“放肆!”
陈冬生直视汪海,目光如炬,“小人命在诸位大人一念之间,若是不顾小人生死,就是草菅人命,小人要去通政司告状,此等威胁性命之行径,你们居然能视若无睹。”
陈冬生见他们一个个脸色铁青,继续大道:“通政司要是不管,小人就去敲登闻鼓,小人就不信了,皇城之内天子脚下,竟容得下这等肆无忌惮的杀人行径。”
众官默然,面面相觑。
陈冬生见众人迟疑,上前,拾起那支箭,高举过头:“此箭就是证据,灭口的证据。”
汪海冷笑一声,“此箭来路不明,焉知不是你自导自演,故意为之。”
“小人被软禁在这里,有专人看守,连一支笔一张纸都难求,何来自导自演,更遑论弓箭这等凶器。”
汪海说不过他,这里又有锦衣卫在,索性一甩袖,转头便走,“行,你要走便走,出了任何事与礼部无关。”
其他官员面面相觑,有锦衣卫在,他们也不敢轻易表态,也都纷纷离开。
有其他官员也都纷纷离开,剩下的锦衣卫赵斌盯着陈冬生看了又看,笑道:“陈贡士,你胆子不小啊。”
陈冬生迎着赵斌的目光,毫无惧色:“赵校尉,我怕死,更怕被冤死,杀人的都来到礼部了,若是再待下去,怕是连全尸都留不下。”
“你就不怕出了礼部,死的更快?”
“怕,非常怕。”
陈冬生没离开礼部,就在礼部大厅待着,灯火通明,他坐在堂中,就等着天亮了在离开。
有人来赶他走,陈冬生拿起那支箭,说他们要逼死他,以箭抵喉,那些人就不敢再上前。
把这一幕看得清清楚楚的赵斌对身边的人耳语了几句,那人悄无声息离开,直奔皇宫。
天还没亮,礼部发生的事就传到了元景皇帝的耳中。
元景皇帝听了哈哈大笑,对魏谨之道:“这个陈冬生好歹是个读书人,一点读书人的风骨都没有,把怕死挂在嘴边,真是个软骨头。”

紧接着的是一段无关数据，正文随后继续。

//! Composition root.
//!
//! Builds every long-lived service once from [`Config`] and hands them out
//! behind `Arc`s. Nothing in the crate reaches for global state; tests build
//! an [`AppServices`] with their own embedder and language model through
//! [`AppServices::assemble`].
//!
//! [`AdminServices`] is the database-only subset used by the account and
//! stats commands; it needs neither provider credentials nor the token secret.

use anyhow::Result;
use sqlx::SqlitePool;
use std::sync::Arc;

use crate::answer::Answerer;
use crate::auth::{AuthGate, TokenIssuer, UserStore};
use crate::chunk::Chunker;
use crate::config::Config;
use crate::db;
use crate::embedding::{create_embedder, Embedder};
use crate::generation::{create_language_model, LanguageModel};
use crate::migrate;
use crate::retriever::Retriever;
use crate::store::{SqliteVectorStore, VectorStore};

pub struct AppServices {
    pub config: Arc<Config>,
    pub retriever: Arc<Retriever>,
    pub answerer: Arc<Answerer>,
    pub users: UserStore,
    pub auth: AuthGate,
}

impl AppServices {
    /// Connect to the database, run migrations and create the configured providers.
    pub async fn from_config(config: &Config) -> Result<Self> {
        let pool = db::connect(config).await?;
        migrate::migrate_pool(&pool).await?;

        let embedder = create_embedder(&config.embedding)?;
        let model = create_language_model(&config.generation)?;
        let tokens = TokenIssuer::from_config(&config.auth)?;

        Self::assemble(config, pool, embedder, model, tokens)
    }

    /// Wire services from already-constructed parts. The vector store takes
    /// its dimension from the embedder.
    pub fn assemble(
        config: &Config,
        pool: SqlitePool,
        embedder: Arc<dyn Embedder>,
        model: Arc<dyn LanguageModel>,
        tokens: TokenIssuer,
    ) -> Result<Self> {
        let chunker = Chunker::from_config(&config.chunking)?;
        let store: Arc<dyn VectorStore> = Arc::new(SqliteVectorStore::new(
            pool.clone(),
            embedder.dims(),
            config.retrieval.metric,
        ));

        tracing::debug!(
            embedder = embedder.model_name(),
            dims = embedder.dims(),
            model = model.model_name(),
            metric = ?config.retrieval.metric,
            "assembled services"
        );

        let retriever = Arc::new(Retriever::new(chunker, embedder, store));
        let answerer = Arc::new(Answerer::new(
            retriever.clone(),
            model,
            config.retrieval.top_k,
        ));

        Ok(Self {
            config: Arc::new(config.clone()),
            retriever,
            answerer,
            users: UserStore::new(pool),
            auth: AuthGate::new(tokens),
        })
    }
}

/// Account and record administration over the database alone.
pub struct AdminServices {
    pub users: UserStore,
    pub store: SqliteVectorStore,
}

impl AdminServices {
    pub async fn from_config(config: &Config) -> Result<Self> {
        let pool = db::connect(config).await?;
        migrate::migrate_pool(&pool).await?;

        // Counting records never compares vectors, so the dimension is informational.
        let dims = config.embedding.dims.unwrap_or(0);
        Ok(Self {
            users: UserStore::new(pool.clone()),
            store: SqliteVectorStore::new(pool, dims, config.retrieval.metric),
        })
    }
}
//! Authentication and role gating.
//!
//! The retrieval pipeline never authenticates anything itself. HTTP handlers
//! turn the session cookie into an [`Identity`] through [`AuthGate`] and only
//! then call into ingestion or answering.
//!
//! | Piece | Purpose |
//! |-------|---------|
//! | [`password`] | Argon2 hashing |
//! | [`token`] | HS256 session tokens |
//! | [`users`] | `users` table access |

pub mod password;
pub mod token;
pub mod users;

use crate::error::{AuthError, AuthResult, InputConstraintViolation};
use crate::models::Identity;

pub use token::TokenIssuer;
pub use users::UserStore;

pub const ROLE_ADMIN: &str = "admin";
pub const ROLE_USER: &str = "user";

/// Verifies session tokens and enforces role requirements.
#[derive(Clone)]
pub struct AuthGate {
    tokens: TokenIssuer,
}

impl AuthGate {
    pub fn new(tokens: TokenIssuer) -> Self {
        Self { tokens }
    }

    pub fn tokens(&self) -> &TokenIssuer {
        &self.tokens
    }

    /// Resolve the caller from its session token and require that it holds
    /// at least one of `required_roles`.
    pub fn authorize(&self, token: Option<&str>, required_roles: &[&str]) -> AuthResult<Identity> {
        let token = token.ok_or_else(|| AuthError::Unauthorized("no session".into()))?;
        let identity = self.tokens.verify(token)?;
        require_any_role(&identity, required_roles)?;
        Ok(identity)
    }
}

pub fn require_any_role(identity: &Identity, required_roles: &[&str]) -> AuthResult<()> {
    if identity.has_any_role(required_roles) {
        Ok(())
    } else {
        tracing::warn!(
            username = %identity.username,
            required = ?required_roles,
            "role check failed"
        );
        Err(AuthError::Unauthorized(format!(
            "requires one of: {}",
            required_roles.join(", ")
        )))
    }
}

/// A validated set of role names: trimmed, non-blank, without duplicates,
/// in first-seen order.
#[derive(Debug, Clone, PartialEq, Eq)]
pub struct RoleList(Vec<String>);

impl RoleList {
    pub fn parse<I, S>(roles: I) -> Result<Self, InputConstraintViolation>
    where
        I: IntoIterator<Item = S>,
        S: AsRef<str>,
    {
        let mut out: Vec<String> = Vec::new();
        for role in roles {
            let role = role.as_ref().trim();
            if role.is_empty() {
                return Err(InputConstraintViolation::new("role names must not be blank"));
            }
            if role.contains(',') {
                return Err(InputConstraintViolation::new(format!(
                    "role name must not contain ',': {}",
                    role
                )));
            }
            if !out.iter().any(|r| r == role) {
                out.push(role.to_string());
            }
        }
        Ok(Self(out))
    }

    pub fn as_slice(&self) -> &[String] {
        &self.0
    }

    pub fn into_vec(self) -> Vec<String> {
        self.0
    }
}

大太监魏谨之低眉顺目地站在一旁,轻声道:“主子,这陈冬生是林安县的。”
“是啊,林安县,这林安县出人才。”
张首辅祖籍就是林安县的,这陈冬生也是林安县的。
元景皇帝笑意渐敛,“让他闹,朕倒是想看看,他能捅多大的篓子。”
天光初亮。
陈冬生摸着那支箭,思绪却在别处。
昨夜闹了那么一通,是他故意为之,把这些人都得罪了,日后怕是暗箭难防。
前夜收到纸条,白天被审讯,扯大旗之后夜里就遭遇了箭矢警告。
是的,是警告,陈冬生清楚得很,那一箭不为取命,只为逼他做决定。
若真要他的命,他绝无活命的可能,而他不想做决定,要求生,只能闹大。
让他的名字出现在所有人的视野里,他才有可能活着。
至于之后,是死是活,已经顾不了,眼下活命才是最重要的。
他熬过了会试,害怕死后家人的处境,无论如何,他都要活着。
陈冬生见街上的人渐渐多了起来,走出了礼部衙署,来到了一间铺子前。
“客官你要买什么?”
陈冬生开口:“铜锣。”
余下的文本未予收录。